I perform regression analyses on a daily basis. In my case this typically means estimation of the effect of continuous and categorical predictors on various outcomes. Survival analysis is probably the most common analysis that I perform. Such analyses are often presented in a very convenient way in journals. Here is an example:

I wonder if anyone has come across any publicly availble function or package that can:

  • directly use a regression object (coxph, lm, lmer, glm or whatever object you have)

  • plot the effect of each predictor on a forest plot, or perhaps even allow for plotting of a selection of the predictors.

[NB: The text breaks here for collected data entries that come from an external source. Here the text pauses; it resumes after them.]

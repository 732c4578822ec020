use rand::rngs::StdRng;
use rand::{Rng, SeedableRng};

use crate::error::{AppError, Result};

/// Source of the uniform draws the generator makes.
///
/// Implementations only provide raw indices and counts; [`pick_one`] turns an
/// index into a list element so every selector shares the empty-list guard.
pub trait RandomSelector {
    /// Uniform index in `0..len`. Callers guarantee `len > 0`.
    fn pick_index(&mut self, len: usize) -> usize;

    /// Uniform integer in `min..=max`. Callers guarantee `min <= max`.
    fn pick_in_range(&mut self, min: usize, max: usize) -> usize;
}

pub fn pick_one<'a, T, S>(selector: &mut S, items: &'a [T]) -> Result<&'a T>
where
    S: RandomSelector + ?Sized,
{
    if items.is_empty() {
        return Err(AppError::InvalidInput {
            message: "Cannot pick from an empty list".to_string(),
        });
    }
    let idx = selector.pick_index(items.len());
    items.get(idx).ok_or_else(|| AppError::InvalidInput {
        message: format!("Selector returned index {} for {} items", idx, items.len()),
    })
}

pub fn pick_count<S>(selector: &mut S, min: usize, max: usize) -> Result<usize>
where
    S: RandomSelector + ?Sized,
{
    if min > max {
        return Err(AppError::InvalidInput {
            message: format!("Invalid count range: {}..={}", min, max),
        });
    }
    let count = selector.pick_in_range(min, max);
    if count < min || count > max {
        return Err(AppError::InvalidInput {
            message: format!("Selector returned {} outside {}..={}", count, min, max),
        });
    }
    Ok(count)
}

pub struct StdRngSelector {
    rng: StdRng,
}

impl StdRngSelector {
    pub fn from_entropy() -> Self {
        Self {
            rng: StdRng::from_entropy(),
        }
    }

    pub fn seeded(seed: u64) -> Self {
        Self {
            rng: StdRng::seed_from_u64(seed),
        }
    }

    pub fn new(seed: Option<u64>) -> Self {
        match seed {
            Some(s) => Self::seeded(s),
            None => Self::from_entropy(),
        }
    }
}

impl RandomSelector for StdRngSelector {
    fn pick_index(&mut self, len: usize) -> usize {
        self.rng.gen_range(0..len)
    }

    fn pick_in_range(&mut self, min: usize, max: usize) -> usize {
        self.rng.gen_range(min..=max)
    }
}

/// Replays fixed answers, for tests that need to know exactly what gets drawn.
///
/// Indices wrap modulo the list length; counts are clamped into the range.
#[cfg(any(test, feature = "test-helpers"))]
#[derive(Debug, Clone, Default)]
pub struct ScriptedSelector {
    indices: std::collections::VecDeque<usize>,
    counts: std::collections::VecDeque<usize>,
}

#[cfg(any(test, feature = "test-helpers"))]
impl ScriptedSelector {
    pub fn new(counts: Vec<usize>, indices: Vec<usize>) -> Self {
        Self {
            indices: indices.into(),
            counts: counts.into(),
        }
    }
}

#[cfg(any(test, feature = "test-helpers"))]
impl RandomSelector for ScriptedSelector {
    fn pick_index(&mut self, len: usize) -> usize {
        self.indices.pop_front().unwrap_or(0) % len
    }

    fn pick_in_range(&mut self, min: usize, max: usize) -> usize {
        self.counts.pop_front().unwrap_or(min).clamp(min, max)
    }
}

#[cfg(test)]
mod tests {
    use super::*;

    #[test]
    fn test_pick_one_empty_list() {
        let mut selector = StdRngSelector::seeded(1);
        let empty: Vec<String> = vec![];
        let err = pick_one(&mut selector, &empty).unwrap_err();
        assert!(matches!(err, AppError::InvalidInput { .. }));
    }

    #[test]
    fn test_pick_one_returns_member() {
        let mut selector = StdRngSelector::seeded(7);
        let items = ["a", "b", "c"];
        for _ in 0..100 {
            let picked = pick_one(&mut selector, &items).unwrap();
            assert!(items.contains(picked));
        }
    }

    #[test]
    fn test_pick_count_stays_in_range() {
        let mut selector = StdRngSelector::seeded(42);
        let mut seen = [false; 7];
        for _ in 0..500 {
            let n = pick_count(&mut selector, 3, 6).unwrap();
            assert!((3..=6).contains(&n));
            seen[n] = true;
        }
        assert!(seen[3] && seen[4] && seen[5] && seen[6]);
    }

    #[test]
    fn test_pick_count_inverted_range() {
        let mut selector = StdRngSelector::from_entropy();
        assert!(pick_count(&mut selector, 6, 3).is_err());
        assert_eq!(pick_count(&mut selector, 4, 4).unwrap(), 4);
    }

    #[test]
    fn test_seeded_selectors_agree() {
        let mut a = StdRngSelector::new(Some(99));
        let mut b = StdRngSelector::new(Some(99));
        let draws_a: Vec<usize> = (0..20).map(|_| a.pick_index(10)).collect();
        let draws_b: Vec<usize> = (0..20).map(|_| b.pick_index(10)).collect();
        assert_eq!(draws_a, draws_b);
    }

    #[test]
    fn test_scripted_selector_replays() {
        let mut selector = ScriptedSelector::new(vec![9], vec![1, 5]);
        let items = ["x", "y", "z"];
        assert_eq!(*pick_one(&mut selector, &items).unwrap(), "y");
        assert_eq!(*pick_one(&mut selector, &items).unwrap(), "z");
        assert_eq!(*pick_one(&mut selector, &items).unwrap(), "x");
        assert_eq!(pick_count(&mut selector, 3, 6).unwrap(), 6);
        assert_eq!(pick_count(&mut selector, 3, 6).unwrap(), 3);
    }
}
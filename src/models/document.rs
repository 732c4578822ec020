use serde::Serialize;
use std::path::{Path, PathBuf};

use crate::constants::{DOCUMENT_EXTENSION, NAME_SEPARATOR};

/// The `identity.language.topic` triple a generated document is named after.
#[derive(Debug, Clone, PartialEq, Eq, Serialize)]
#[serde(rename_all = "camelCase")]
pub struct DocumentName {
    pub identity: String,
    pub language: String,
    pub topic: String,
}

impl DocumentName {
    pub fn new(identity: &str, language: &str, topic: &str) -> Self {
        Self {
            identity: identity.to_string(),
            language: language.to_string(),
            topic: topic.to_string(),
        }
    }

    pub fn file_name(&self) -> String {
        format!(
            "{}{sep}{}{sep}{}{sep}{}",
            self.identity,
            self.language,
            self.topic,
            DOCUMENT_EXTENSION,
            sep = NAME_SEPARATOR
        )
    }

    pub fn path_in(&self, directory: &Path) -> PathBuf {
        directory.join(self.file_name())
    }

    /// Splits a file name of the form `identity.language.topic.md`.
    pub fn parse(file_name: &str) -> Option<Self> {
        let stem = file_name.strip_suffix(&format!("{}{}", NAME_SEPARATOR, DOCUMENT_EXTENSION))?;
        let mut parts = stem.split(NAME_SEPARATOR);
        let identity = parts.next().filter(|s| !s.is_empty())?;
        let language = parts.next().filter(|s| !s.is_empty())?;
        let topic = parts.next().filter(|s| !s.is_empty())?;
        if parts.next().is_some() {
            return None;
        }
        Some(Self::new(identity, language, topic))
    }
}

/// A document produced by one generator iteration, already persisted.
#[derive(Debug, Clone, Serialize)]
#[serde(rename_all = "camelCase")]
pub struct GeneratedFile {
    pub path: PathBuf,
    pub name: DocumentName,
    pub used_fallback: bool,
}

  • for categorical predictors also display the reference category

  • Display the number of events in each category for factor variables (see image above). Display p values.

  • preferably use ggplot

  • offer some sort of customization

I am aware that sjPlot package allows for plotting of lme4, glm and lm results. But no package allows the abovementioned for coxph results and coxph is one of the most used regression methods. I have tried to create such a function myself but without any success. I have read this great post: Reproduce table and plot from journal but could not figure out how to "generalize" the code.

Any suggestions are much welcome.

解决方案

Edit I've now put this together into a package on github. I've tested it using output from coxph, lm and glm.

Example:

devtools::install_github("NikNakk/forestmodel")
library("forestmodel")
example(forest_model)

Original code posted on SO (superseded by github package):

I've worked on this specifically for coxph models, though the same technique could be extended to other regression models, especially since it uses the broom package to extract the coefficients. The supplied forest_cox function takes as its arguments the output of coxph. (Data is pulled using model.frame to calculate the number of individuals in each group and to find the reference levels for factors.) It also takes a number of formatting arguments. The return value is a ggplot which can be printed, saved, etc.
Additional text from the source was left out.